Nathalie Schieb-Bienfait : Elle en est constitutive.

Émilie Rousset : Pour l’écriture de la pièce Rencontre avec Pierre Pica, j’ai quand même parlé avec le linguiste Pierre Pica pendant un peu plus de trois ans. Je ne sais pas pourquoi il m’a consacré autant de temps et je ne lui ai jamais demandé comme s’il s’agissait d’un endroit de pudeur et de mystère, nécessaire à nos échanges. Je ne sais pas à quoi je lui ai servi, alors que moi, je sais qu’il m’a permis de créer une pièce sur ce dialogue justement.

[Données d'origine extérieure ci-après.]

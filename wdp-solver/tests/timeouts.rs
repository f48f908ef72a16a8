use rand::{SeedableRng, rngs::StdRng};
use rstest::*;
use std::time::{Duration, Instant};
use wdp_solver::{
    Bid, Instance, Item, Request, Set, SolveSettings, SolveStatus, Solution,
    brute_force::BruteForceBackend, microlp::MicrolpBackend,
};

use all_backends::solve;

use random_auction::random_instance;

// Every item is booked at most once and every outcome names a real request
fn assert_allocation(instance: &Instance, solution: &Solution) {
    assert_eq!(solution.bids.len(), instance.bids().len());

    let mut used = Set::<Item>::default();
    let mut utility = 0;
    for (bid, request) in solution.accepted() {
        let request = &instance.bids()[bid].requests()[request];
        for item in request.items() {
            assert!(used.insert(*item), "item {item} booked twice");
        }
        utility += request.utility();
    }
    assert_eq!(solution.utility, utility);
}

#[rstest]
fn brute_force_timeout_keeps_incumbent() {
    // Ten bids over disjoint pairs of items: 30 variables, far too many
    // assignments to enumerate before a zero deadline
    let bids = (0..10u64)
        .map(|b| Bid::new([Request::new([2 * b, 2 * b + 1], b + 1).unwrap()]))
        .collect::<Vec<_>>();
    let instance = Instance::without_fairness(bids);
    let settings = SolveSettings {
        fairness: false,
        timeout: Some(Duration::ZERO),
    };

    let report = solve(&instance, BruteForceBackend::new(32), settings);

    assert_eq!(report.status, SolveStatus::TimedOut { incumbent: true });
    assert_eq!(report.status.to_string(), "timed out with incumbent");
    assert_eq!(report.stats.variables(), 30);
    assert_allocation(&instance, &report.solution.unwrap());
}

#[rstest]
fn microlp_timeout_does_not_hold_up_shutdown() {
    let mut rng = StdRng::seed_from_u64(0x7100);
    let instance = random_instance(&mut rng, 150, 4, 60);
    let settings = SolveSettings {
        fairness: true,
        timeout: Some(Duration::from_millis(200)),
    };

    let start = Instant::now();
    let runtime = tokio::runtime::Builder::new_current_thread()
        .enable_all()
        .build()
        .unwrap();
    let report = runtime
        .block_on(instance.solve(MicrolpBackend::default(), settings))
        .unwrap();
    drop(runtime);
    let elapsed = start.elapsed();

    // A timed out solve may still be running, but nothing waits for it
    assert!(elapsed < Duration::from_secs(10), "took {elapsed:?}");
    match report.status {
        SolveStatus::TimedOut { incumbent: false } => {
            assert!(report.solution.is_none());
            assert_eq!(
                report.status.to_string(),
                "no solution found within time budget"
            );
        }
        SolveStatus::Optimal => assert_allocation(&instance, &report.solution.unwrap()),
        status => panic!("unexpected status {status}"),
    }
}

Sophie Pardo : Je n’aime pas le mot « outil » dans cette relation. Là où je n’ai pas envie d’aller, c’est d’utiliser l’art pour populariser la recherche. Les artistes n’ont pas besoin de nous pour exprimer leur point de vue sur la société, même si parfois, à des endroits, l’on peut se rencontrer parce que ce sont des problématiques comme la nature, l’écosystème, etc.

Et inversement, vous n’avez pas besoin des artistes pour faire de la recherche.

Sophie Pardo : Non. Et si je me demande le rôle de la relation avec l’art dans ma recherche, je répondrais qu’il apporte un autre point de vue et une réflexivité sur ma pratique, il ouvre des champs.

L’un des moteurs de ses laboratoires auxquels vous participez ou que vous mettez en place semble justement de rendre visible la multiplicité de points vues sur un sujet.


Sophie Pardo : Oui, après je ne sais pas pourquoi je le fais… C’est l’envie d’aller ailleurs tout en restant chacun·e à sa place, car je ne sais pas faire autre chose que ma discipline.

Émilie Rousset : J’ai pu créer des outils d’écriture, des procédés et des protocoles pour reprendre un mot du début de la discussion. Dans mon travail, c’est l’incarnation qui m’importe, dans sa sensibilité propre et individuelle. Quand je vais à la rencontre d’autres personnes qui ont une pratique, je recherche la manière dont se disent les choses qui se teintent d’humanité, de réel, de vécu. C’est cette manière – qui ne peut pas se raconter dans un colloque ou au sein d’une tribune d’un journal – que j’essaye de toucher.

Interview croisée menée par Charlotte Imbault en 2021.